◆ EXERCISE INPUTS
//! Dataset-level logo operations: scan, update and verify

use async_trait::async_trait;
use log::debug;
use rustc_hash::{FxHashMap, FxHashSet};
use std::sync::Arc;
use std::time::{Duration, Instant};

use crate::config::Settings;
use crate::core::constants::timeouts;
use crate::core::types::WorkItem;
use crate::dataset::{Dataset, WorkFilter, enumerate};
use crate::favicon::resolver::FaviconResolver;
use crate::net::extract_domain;
use crate::pipeline::{BulkFetcher, Probe};
use crate::reporting::logging::{log_item_result, log_run_complete, log_run_start};
use crate::ui::progress::ProgressReporter;

/// An entry without a logo and the domain its favicon is looked up for
#[derive(Debug, Clone, PartialEq, Eq)]
pub struct MissingLogo {
    pub item: WorkItem,
    pub domain: String,
}

#[derive(Debug, Default, Clone, PartialEq)]
pub struct UpdateSummary {
    pub scanned: usize,
    pub domains: usize,
    pub updated: usize,
    pub failed: usize,
    pub elapsed: Duration,
}

/// A logo that failed validation and was cleared
#[derive(Debug, Clone, PartialEq, Eq)]
pub struct InvalidLogo {
    pub title: String,
    pub logo: String,
}

#[derive(Debug, Default, Clone, PartialEq)]
pub struct VerifySummary {
    pub total: usize,
    pub valid: usize,
    pub invalid: Vec<InvalidLogo>,
    /// Checks that crashed before giving an answer; those logos are kept
    pub unchecked: usize,
}

impl VerifySummary {
    /// Share of valid logos in percent, 0 when nothing was checked
    pub fn validity_rate(&self) -> f64 {
        if self.total == 0 {
            0.0
        } else {
            self.valid as f64 / self.total as f64 * 100.0
        }
    }
}

/// Entries whose logo is null, absent or blank and whose url yields a domain
pub fn scan_missing(dataset: &Dataset) -> Vec<MissingLogo> {
    enumerate(dataset, |entry| WorkFilter::MissingLogo.matches(entry))
        .into_iter()
        .filter_map(|item| {
            let domain = extract_domain(&item.url)?;
            Some(MissingLogo { item, domain })
        })
        .collect()
}

/// Resolve a favicon for a url or bare domain, optionally in quality mode
pub async fn find_logo(
    resolver: &FaviconResolver,
    target: &str,
    quality_mode: bool,
    note: &mut (dyn FnMut(String) + Send),
) -> Option<String> {
    let domain = extract_domain(target)?;
    note(format!("🔍 Looking up favicon for: {domain}"));

    if quality_mode {
        resolver.resolve_best(&domain, note).await
    } else {
        resolver.resolve(&domain, note).await
    }
}

/// Resolves the favicon of the work item's domain
struct ResolveProbe {
    resolver: FaviconResolver,
}

#[async_trait]
impl Probe for ResolveProbe {
    type Output = Option<String>;

    async fn probe(&self, item: &WorkItem) -> Option<String> {
        let domain = extract_domain(&item.url)?;
        self.resolver
            .resolve(&domain, &mut |line| debug!("{}", line.trim()))
            .await
    }
}

/// Checks the work item's current logo
struct ValidateProbe {
    resolver: FaviconResolver,
    timeout: Duration,
}

#[async_trait]
impl Probe for ValidateProbe {
    type Output = bool;

    async fn probe(&self, item: &WorkItem) -> bool {
        match item.logo.as_deref().map(str::trim) {
            Some(logo) if !logo.is_empty() => self.resolver.is_valid(logo, self.timeout).await,
            _ => false,
        }
    }
}

/// Look up every unique domain among `missing` once and write the results
/// into the dataset. Entries whose domain resolved get the logo; the rest
/// stay untouched.
pub async fn update_missing(
    dataset: &mut Dataset,
    missing: &[MissingLogo],
    resolver: &FaviconResolver,
    settings: &Settings,
    progress: &mut ProgressReporter,
) -> UpdateSummary {
    let started = Instant::now();

    let mut seen = FxHashSet::default();
    let representatives: Vec<WorkItem> = missing
        .iter()
        .filter(|entry| seen.insert(entry.domain.clone()))
        .map(|entry| entry.item.clone())
        .collect();
    let domains = representatives.len();

    log_run_start("logo", domains, settings.workers);
    progress.line(&format!("🔄 Fetching favicons for {domains} domain(s)..."));
    progress.start(domains, "domains");

    let probe = Arc::new(ResolveProbe {
        resolver: resolver.clone(),
    });
    let mut completions = BulkFetcher::from_settings(settings).run(probe, representatives);
    let mut resolved: FxHashMap<String, String> = FxHashMap::default();

    while let Some((item, logo)) = completions.next().await {
        let done = completions.completed();
        let domain = extract_domain(&item.url).unwrap_or_default();
        match logo.flatten() {
            Some(logo) => {
                log_item_result(&domain, "resolved");
                progress.line(&format!("  [{done:>3}/{domains}] ✅ {domain} -> {logo}"));
                resolved.insert(domain, logo);
            }
            None => {
                log_item_result(&domain, "no favicon");
                progress.line(&format!("  [{done:>3}/{domains}] ❌ {domain}: no favicon found"));
            }
        }
        progress.advance();
    }
    progress.finish("domains processed");

    let mut summary = UpdateSummary {
        scanned: missing.len(),
        domains,
        ..Default::default()
    };

    for entry in missing {
        let logo = resolved.get(&entry.domain);
        match (logo, dataset.entry_mut(entry.item.path)) {
            (Some(logo), Some(target)) => {
                target.logo = Some(logo.clone());
                summary.updated += 1;
            }
            _ => summary.failed += 1,
        }
    }

    summary.elapsed = started.elapsed();
    log_run_complete("logo", summary.updated, summary.scanned, summary.elapsed.as_millis());
    summary
}

/// Work items for every entry that has a logo, whether or not it has a url
fn logo_items(dataset: &Dataset) -> Vec<WorkItem> {
    dataset
        .links()
        .filter(|(_, _, _, entry)| entry.has_logo())
        .enumerate()
        .map(|(index, (path, category, group, entry))| WorkItem {
            index,
            path,
            category: category.taxonomy.clone(),
            term: group.term.clone(),
            title: entry.title.clone(),
            url: entry.url.trim().to_string(),
            description: entry.description.clone(),
            logo: entry.logo.clone(),
        })
        .collect()
}

/// Only a definite failure clears the logo; a check without an answer
/// leaves the entry as it was.
fn apply_verdict(dataset: &mut Dataset, item: &WorkItem, verdict: Option<bool>) {
    if verdict == Some(false)
        && let Some(entry) = dataset.entry_mut(item.path)
    {
        entry.logo = Some(String::new());
    }
}

/// Validate every existing logo and clear the ones that fail to `""`
pub async fn verify_logos(
    dataset: &mut Dataset,
    resolver: &FaviconResolver,
    settings: &Settings,
    progress: &mut ProgressReporter,
) -> VerifySummary {
    let started = Instant::now();
    let items = logo_items(dataset);
    let total = items.len();

    log_run_start("logo verify", total, settings.workers);
    progress.line(&format!("🔍 Verifying {total} logo(s)..."));
    progress.start(total, "logos");

    let probe = Arc::new(ValidateProbe {
        resolver: resolver.clone(),
        timeout: Duration::from_secs(timeouts::DEFAULT_TIMEOUT_SECONDS),
    });
    let mut completions = BulkFetcher::from_settings(settings).run(probe, items);
    let mut summary = VerifySummary {
        total,
        ..Default::default()
    };
    let mut invalid = Vec::new();

    while let Some((item, valid)) = completions.next().await {
        let logo = item.logo.clone().unwrap_or_default();
        apply_verdict(dataset, &item, valid);
        match valid {
            Some(true) => {
                summary.valid += 1;
                log_item_result(&logo, "valid");
            }
            Some(false) => {
                log_item_result(&logo, "invalid");
                progress.line(&format!("  ❌ {}: {logo}", item.title));
                invalid.push(item);
            }
            None => {
                summary.unchecked += 1;
                log_item_result(&logo, "check failed, kept");
                progress.line(&format!("  ⚠️  {}: check failed, logo kept", item.title));
            }
        }
        progress.advance();
    }
    progress.finish("logos verified");

    invalid.sort_by_key(|item| item.index);
    summary.invalid = invalid
        .into_iter()
        .map(|item| InvalidLogo {
            title: item.title,
            logo: item.logo.unwrap_or_default(),
        })
        .collect();

    log_run_complete(
        "logo verify",
        summary.valid,
        summary.total,
        started.elapsed().as_millis(),
    );
    summary
}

◆ TASK PROMPT
Going through the data, tally the lines containing "ValidateProbe" and report only the result.

◆ TASK SOLUTION
3